* PROBLEM: Your task is to print each record exactly as it reads.

================================

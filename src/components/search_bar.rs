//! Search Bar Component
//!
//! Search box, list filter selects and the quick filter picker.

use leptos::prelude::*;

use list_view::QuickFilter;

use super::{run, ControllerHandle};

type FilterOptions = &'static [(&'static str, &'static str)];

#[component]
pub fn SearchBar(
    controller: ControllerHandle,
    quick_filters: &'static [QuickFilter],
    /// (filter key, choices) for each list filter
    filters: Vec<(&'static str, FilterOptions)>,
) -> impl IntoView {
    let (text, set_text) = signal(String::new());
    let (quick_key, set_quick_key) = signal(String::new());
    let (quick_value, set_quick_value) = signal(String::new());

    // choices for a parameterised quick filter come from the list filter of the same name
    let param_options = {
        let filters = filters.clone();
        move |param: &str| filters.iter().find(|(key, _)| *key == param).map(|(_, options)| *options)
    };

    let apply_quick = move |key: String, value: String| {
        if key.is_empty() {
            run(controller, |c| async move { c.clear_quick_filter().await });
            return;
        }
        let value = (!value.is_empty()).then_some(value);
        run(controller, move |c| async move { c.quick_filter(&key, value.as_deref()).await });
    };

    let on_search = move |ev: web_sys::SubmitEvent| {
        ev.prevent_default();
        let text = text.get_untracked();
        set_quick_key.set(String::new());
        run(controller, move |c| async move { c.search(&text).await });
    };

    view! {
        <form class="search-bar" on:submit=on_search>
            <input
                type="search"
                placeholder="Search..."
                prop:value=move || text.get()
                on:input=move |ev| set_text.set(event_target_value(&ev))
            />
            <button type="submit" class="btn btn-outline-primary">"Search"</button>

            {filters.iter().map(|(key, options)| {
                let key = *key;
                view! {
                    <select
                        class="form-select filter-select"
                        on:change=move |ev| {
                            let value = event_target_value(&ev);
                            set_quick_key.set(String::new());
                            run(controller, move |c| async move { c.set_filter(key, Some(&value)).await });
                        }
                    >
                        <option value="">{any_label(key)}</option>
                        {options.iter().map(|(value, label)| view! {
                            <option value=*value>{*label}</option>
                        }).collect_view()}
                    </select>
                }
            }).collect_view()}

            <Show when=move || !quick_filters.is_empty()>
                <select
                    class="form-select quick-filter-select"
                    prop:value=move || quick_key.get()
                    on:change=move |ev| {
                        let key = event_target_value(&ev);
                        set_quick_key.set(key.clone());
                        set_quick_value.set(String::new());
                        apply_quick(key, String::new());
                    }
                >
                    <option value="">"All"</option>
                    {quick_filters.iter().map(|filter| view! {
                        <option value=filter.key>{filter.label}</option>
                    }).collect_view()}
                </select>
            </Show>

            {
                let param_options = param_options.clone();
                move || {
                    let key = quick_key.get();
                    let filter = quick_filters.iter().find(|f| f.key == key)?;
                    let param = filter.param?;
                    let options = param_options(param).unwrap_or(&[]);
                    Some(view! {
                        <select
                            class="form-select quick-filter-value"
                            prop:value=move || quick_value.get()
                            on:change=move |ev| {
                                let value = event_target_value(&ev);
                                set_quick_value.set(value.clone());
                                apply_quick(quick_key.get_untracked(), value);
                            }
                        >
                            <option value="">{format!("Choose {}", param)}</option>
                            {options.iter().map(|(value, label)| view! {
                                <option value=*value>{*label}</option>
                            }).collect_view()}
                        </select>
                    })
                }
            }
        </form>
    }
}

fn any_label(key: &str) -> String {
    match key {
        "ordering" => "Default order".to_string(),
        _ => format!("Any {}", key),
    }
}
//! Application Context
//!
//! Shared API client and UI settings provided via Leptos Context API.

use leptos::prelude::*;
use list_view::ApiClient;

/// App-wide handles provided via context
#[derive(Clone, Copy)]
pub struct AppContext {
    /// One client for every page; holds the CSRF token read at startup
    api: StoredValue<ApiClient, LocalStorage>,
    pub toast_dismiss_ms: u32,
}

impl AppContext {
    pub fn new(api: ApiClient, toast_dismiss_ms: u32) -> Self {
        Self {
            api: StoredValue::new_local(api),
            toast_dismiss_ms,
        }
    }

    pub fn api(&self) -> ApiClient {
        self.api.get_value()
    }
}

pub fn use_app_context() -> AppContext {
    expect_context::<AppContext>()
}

================================

* ANSWER FOR THIS EXERCISE:
filename src/components/search_bar.rs
//! Search Bar Component
//!
//! Search box, list filter selects and the quick filter picker.

use leptos::prelude::*;

use list_view::QuickFilter;

use super::{run, ControllerHandle};

type FilterOptions = &'static [(&'static str, &'static str)];

#[component]
pub fn SearchBar(
    controller: ControllerHandle,
    quick_filters: &'static [QuickFilter],
    /// (filter key, choices) for each list filter
    filters: Vec<(&'static str, FilterOptions)>,
) -> impl IntoView {
    let (text, set_text) = signal(String::new());
    let (quick_key, set_quick_key) = signal(String::new());
    let (quick_value, set_quick_value) = signal(String::new());

    // choices for a parameterised quick filter come from the list filter of the same name
    let param_options = {
        let filters = filters.clone();
        move |param: &str| filters.iter().find(|(key, _)| *key == param).map(|(_, options)| *options)
    };

    let apply_quick = move |key: String, value: String| {
        if key.is_empty() {
            run(controller, |c| async move { c.clear_quick_filter().await });
            return;
        }
        let value = (!value.is_empty()).then_some(value);
        run(controller, move |c| async move { c.quick_filter(&key, value.as_deref()).await });
    };

    let on_search = move |ev: web_sys::SubmitEvent| {
        ev.prevent_default();
        let text = text.get_untracked();
        set_quick_key.set(String::new());
        run(controller, move |c| async move { c.search(&text).await });
    };

    view! {
        <form class="search-bar" on:submit=on_search>
            <input
                type="search"
                placeholder="Search..."
                prop:value=move || text.get()
                on:input=move |ev| set_text.set(event_target_value(&ev))
            />
            <button type="submit" class="btn btn-outline-primary">"Search"</button>

            {filters.iter().map(|(key, options)| {
                let key = *key;
                view! {
                    <select
                        class="form-select filter-select"
                        on:change=move |ev| {
                            let value = event_target_value(&ev);
                            set_quick_key.set(String::new());
                            run(controller, move |c| async move { c.set_filter(key, Some(&value)).await });
                        }
                    >
                        <option value="">{any_label(key)}</option>
                        {options.iter().map(|(value, label)| view! {
                            <option value=*value>{*label}</option>
                        }).collect_view()}
                    </select>
                }
            }).collect_view()}

            <Show when=move || !quick_filters.is_empty()>
                <select
                    class="form-select quick-filter-select"
                    prop:value=move || quick_key.get()
                    on:change=move |ev| {
                        let key = event_target_value(&ev);
                        set_quick_key.set(key.clone());
                        set_quick_value.set(String::new());
                        apply_quick(key, String::new());
                    }
                >
                    <option value="">"All"</option>
                    {quick_filters.iter().map(|filter| view! {
                        <option value=filter.key>{filter.label}</option>
                    }).collect_view()}
                </select>
            </Show>

            {
                let param_options = param_options.clone();
                move || {
                    let key = quick_key.get();
                    let filter = quick_filters.iter().find(|f| f.key == key)?;
                    let param = filter.param?;
                    let options = param_options(param).unwrap_or(&[]);
                    Some(view! {
                        <select
                            class="form-select quick-filter-value"
                            prop:value=move || quick_value.get()
                            on:change=move |ev| {
                                let value = event_target_value(&ev);
                                set_quick_value.set(value.clone());
                                apply_quick(quick_key.get_untracked(), value);
                            }
                        >
                            <option value="">{format!("Choose {}", param)}</option>
                            {options.iter().map(|(value, label)| view! {
                                <option value=*value>{*label}</option>
                            }).collect_view()}
                        </select>
                    })
                }
            }
        </form>
    }
}

fn any_label(key: &str) -> String {
    match key {
        "ordering" => "Default order".to_string(),
        _ => format!("Any {}", key),
    }
}
//! Application Context
//!
//! Shared API client and UI settings provided via Leptos Context API.

use leptos::prelude::*;
use list_view::ApiClient;

/// App-wide handles provided via context
#[derive(Clone, Copy)]
pub struct AppContext {
    /// One client for every page; holds the CSRF token read at startup
    api: StoredValue<ApiClient, LocalStorage>,
    pub toast_dismiss_ms: u32,
}

impl AppContext {
    pub fn new(api: ApiClient, toast_dismiss_ms: u32) -> Self {
        Self {
            api: StoredValue::new_local(api),
            toast_dismiss_ms,
        }
    }

    pub fn api(&self) -> ApiClient {
        self.api.get_value()
    }
}

pub fn use_app_context() -> AppContext {
    expect_context::<AppContext>()
}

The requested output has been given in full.